[PROMPT] Every line below that includes the word "filename" needs to be copied.

★ ★ ★

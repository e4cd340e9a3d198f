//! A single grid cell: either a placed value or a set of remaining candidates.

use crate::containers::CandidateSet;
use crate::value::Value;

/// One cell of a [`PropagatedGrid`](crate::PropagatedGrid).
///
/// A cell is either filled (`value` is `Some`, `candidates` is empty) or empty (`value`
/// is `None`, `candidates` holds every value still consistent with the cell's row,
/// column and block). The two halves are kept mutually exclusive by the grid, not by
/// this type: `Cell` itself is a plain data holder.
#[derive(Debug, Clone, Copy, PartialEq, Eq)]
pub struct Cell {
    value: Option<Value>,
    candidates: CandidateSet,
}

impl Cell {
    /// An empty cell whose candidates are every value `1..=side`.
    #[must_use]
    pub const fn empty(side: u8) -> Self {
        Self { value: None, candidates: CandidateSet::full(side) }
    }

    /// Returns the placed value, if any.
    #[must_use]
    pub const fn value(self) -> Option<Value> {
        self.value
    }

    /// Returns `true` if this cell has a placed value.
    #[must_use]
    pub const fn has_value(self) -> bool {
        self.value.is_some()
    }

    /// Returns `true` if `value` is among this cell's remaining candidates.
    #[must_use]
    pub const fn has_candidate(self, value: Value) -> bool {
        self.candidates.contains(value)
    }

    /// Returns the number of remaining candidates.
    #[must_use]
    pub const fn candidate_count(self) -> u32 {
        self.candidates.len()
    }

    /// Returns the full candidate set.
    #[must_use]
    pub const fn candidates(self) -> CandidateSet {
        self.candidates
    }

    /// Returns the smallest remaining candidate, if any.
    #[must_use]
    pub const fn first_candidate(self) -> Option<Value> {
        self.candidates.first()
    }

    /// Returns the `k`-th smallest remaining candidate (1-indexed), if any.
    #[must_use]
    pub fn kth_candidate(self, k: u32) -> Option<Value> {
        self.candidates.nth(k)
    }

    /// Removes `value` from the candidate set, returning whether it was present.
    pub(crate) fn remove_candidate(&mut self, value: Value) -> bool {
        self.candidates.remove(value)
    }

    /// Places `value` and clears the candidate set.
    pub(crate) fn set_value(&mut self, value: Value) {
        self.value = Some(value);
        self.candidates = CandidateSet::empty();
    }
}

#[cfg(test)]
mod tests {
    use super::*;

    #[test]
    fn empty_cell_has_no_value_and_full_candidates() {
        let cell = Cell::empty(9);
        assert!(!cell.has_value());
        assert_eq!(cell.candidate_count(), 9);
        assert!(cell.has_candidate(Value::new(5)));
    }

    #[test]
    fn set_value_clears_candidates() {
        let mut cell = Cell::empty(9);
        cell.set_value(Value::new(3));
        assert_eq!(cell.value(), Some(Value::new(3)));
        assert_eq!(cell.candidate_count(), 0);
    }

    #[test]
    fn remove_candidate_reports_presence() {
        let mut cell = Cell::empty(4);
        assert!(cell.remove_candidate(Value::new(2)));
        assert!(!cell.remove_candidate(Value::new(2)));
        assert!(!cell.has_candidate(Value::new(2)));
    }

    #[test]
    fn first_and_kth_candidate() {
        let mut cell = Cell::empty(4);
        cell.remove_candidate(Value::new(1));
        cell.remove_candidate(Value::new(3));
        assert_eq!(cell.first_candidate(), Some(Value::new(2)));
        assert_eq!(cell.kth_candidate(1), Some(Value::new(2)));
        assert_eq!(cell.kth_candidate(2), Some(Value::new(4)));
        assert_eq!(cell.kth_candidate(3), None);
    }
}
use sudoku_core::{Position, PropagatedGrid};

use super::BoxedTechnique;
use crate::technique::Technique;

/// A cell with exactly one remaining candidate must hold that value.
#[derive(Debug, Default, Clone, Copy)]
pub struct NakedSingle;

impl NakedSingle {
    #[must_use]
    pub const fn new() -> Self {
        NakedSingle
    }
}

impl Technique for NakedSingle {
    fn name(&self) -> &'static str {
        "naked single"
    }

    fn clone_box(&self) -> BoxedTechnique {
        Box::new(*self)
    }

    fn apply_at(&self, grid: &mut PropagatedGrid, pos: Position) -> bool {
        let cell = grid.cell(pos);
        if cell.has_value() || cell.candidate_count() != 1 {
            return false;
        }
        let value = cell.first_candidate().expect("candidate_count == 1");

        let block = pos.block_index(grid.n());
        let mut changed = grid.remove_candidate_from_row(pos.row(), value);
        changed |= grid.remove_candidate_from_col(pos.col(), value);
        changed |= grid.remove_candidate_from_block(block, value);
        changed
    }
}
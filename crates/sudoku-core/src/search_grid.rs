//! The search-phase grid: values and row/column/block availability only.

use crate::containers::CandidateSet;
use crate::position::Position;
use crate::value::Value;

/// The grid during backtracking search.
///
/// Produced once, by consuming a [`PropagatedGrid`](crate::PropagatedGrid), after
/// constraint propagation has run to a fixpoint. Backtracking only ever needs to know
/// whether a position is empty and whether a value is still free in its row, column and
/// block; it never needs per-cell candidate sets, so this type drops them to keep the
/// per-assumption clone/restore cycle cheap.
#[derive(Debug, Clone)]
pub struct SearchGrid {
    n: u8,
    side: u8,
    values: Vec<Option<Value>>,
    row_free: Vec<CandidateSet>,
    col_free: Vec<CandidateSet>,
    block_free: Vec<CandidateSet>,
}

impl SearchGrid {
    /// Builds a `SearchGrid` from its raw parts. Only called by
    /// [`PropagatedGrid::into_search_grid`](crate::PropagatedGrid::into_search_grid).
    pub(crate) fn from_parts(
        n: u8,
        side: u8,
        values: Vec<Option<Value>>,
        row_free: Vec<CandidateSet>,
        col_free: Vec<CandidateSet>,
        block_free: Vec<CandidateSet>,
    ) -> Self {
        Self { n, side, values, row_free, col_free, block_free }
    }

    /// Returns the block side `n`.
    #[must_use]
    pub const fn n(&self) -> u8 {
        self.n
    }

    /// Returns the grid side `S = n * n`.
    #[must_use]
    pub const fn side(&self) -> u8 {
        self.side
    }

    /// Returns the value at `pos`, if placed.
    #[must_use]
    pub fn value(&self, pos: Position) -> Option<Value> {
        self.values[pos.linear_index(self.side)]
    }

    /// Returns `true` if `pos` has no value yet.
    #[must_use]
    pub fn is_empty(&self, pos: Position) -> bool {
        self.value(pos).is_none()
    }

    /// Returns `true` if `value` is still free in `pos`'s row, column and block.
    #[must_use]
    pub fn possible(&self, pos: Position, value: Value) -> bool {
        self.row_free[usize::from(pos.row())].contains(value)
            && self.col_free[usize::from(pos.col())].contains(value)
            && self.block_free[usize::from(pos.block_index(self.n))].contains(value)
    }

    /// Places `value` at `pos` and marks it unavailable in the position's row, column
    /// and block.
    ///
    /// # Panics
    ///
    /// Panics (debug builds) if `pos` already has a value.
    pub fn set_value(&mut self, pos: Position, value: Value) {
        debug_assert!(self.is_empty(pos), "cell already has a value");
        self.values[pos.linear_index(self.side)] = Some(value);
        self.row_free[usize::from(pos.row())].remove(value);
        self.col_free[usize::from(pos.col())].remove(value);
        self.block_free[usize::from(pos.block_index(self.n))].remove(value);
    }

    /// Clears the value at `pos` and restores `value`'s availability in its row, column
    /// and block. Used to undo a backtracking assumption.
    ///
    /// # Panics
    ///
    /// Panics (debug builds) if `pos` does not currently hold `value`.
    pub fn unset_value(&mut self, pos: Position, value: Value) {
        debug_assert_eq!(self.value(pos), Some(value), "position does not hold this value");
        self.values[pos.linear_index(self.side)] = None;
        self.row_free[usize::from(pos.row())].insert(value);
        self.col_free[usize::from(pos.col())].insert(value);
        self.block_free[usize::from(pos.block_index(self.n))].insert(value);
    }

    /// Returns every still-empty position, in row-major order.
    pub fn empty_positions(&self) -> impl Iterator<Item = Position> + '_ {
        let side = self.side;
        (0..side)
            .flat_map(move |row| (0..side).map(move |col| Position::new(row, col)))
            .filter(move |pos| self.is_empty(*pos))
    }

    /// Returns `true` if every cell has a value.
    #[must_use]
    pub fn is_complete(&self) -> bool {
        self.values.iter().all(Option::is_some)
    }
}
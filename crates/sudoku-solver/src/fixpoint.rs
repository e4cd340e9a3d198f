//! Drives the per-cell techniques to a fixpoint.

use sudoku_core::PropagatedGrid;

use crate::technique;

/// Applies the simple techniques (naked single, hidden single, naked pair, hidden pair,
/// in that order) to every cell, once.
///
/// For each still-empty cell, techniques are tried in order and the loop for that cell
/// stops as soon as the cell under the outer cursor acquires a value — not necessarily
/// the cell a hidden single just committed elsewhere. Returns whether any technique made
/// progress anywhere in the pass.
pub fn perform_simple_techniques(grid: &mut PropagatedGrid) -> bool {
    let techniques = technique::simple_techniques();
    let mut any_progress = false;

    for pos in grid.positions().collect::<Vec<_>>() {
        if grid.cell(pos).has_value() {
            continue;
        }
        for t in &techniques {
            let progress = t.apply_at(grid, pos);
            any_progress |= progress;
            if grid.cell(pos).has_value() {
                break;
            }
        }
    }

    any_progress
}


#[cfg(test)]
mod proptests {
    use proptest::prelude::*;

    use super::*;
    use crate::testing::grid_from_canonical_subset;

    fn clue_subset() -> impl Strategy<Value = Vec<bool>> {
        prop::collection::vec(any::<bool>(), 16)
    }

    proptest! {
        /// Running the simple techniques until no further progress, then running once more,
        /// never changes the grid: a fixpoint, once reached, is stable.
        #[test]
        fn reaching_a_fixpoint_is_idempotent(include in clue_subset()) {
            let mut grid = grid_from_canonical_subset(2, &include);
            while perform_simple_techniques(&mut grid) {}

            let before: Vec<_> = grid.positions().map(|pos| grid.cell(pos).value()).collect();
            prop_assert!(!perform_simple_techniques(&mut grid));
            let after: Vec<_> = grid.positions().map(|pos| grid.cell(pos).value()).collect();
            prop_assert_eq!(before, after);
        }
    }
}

★ ★ ★

[ANSWER FOR THE TASK]
filename crates/sudoku-core/src/search_grid.rs
filename crates/sudoku-solver/src/fixpoint.rs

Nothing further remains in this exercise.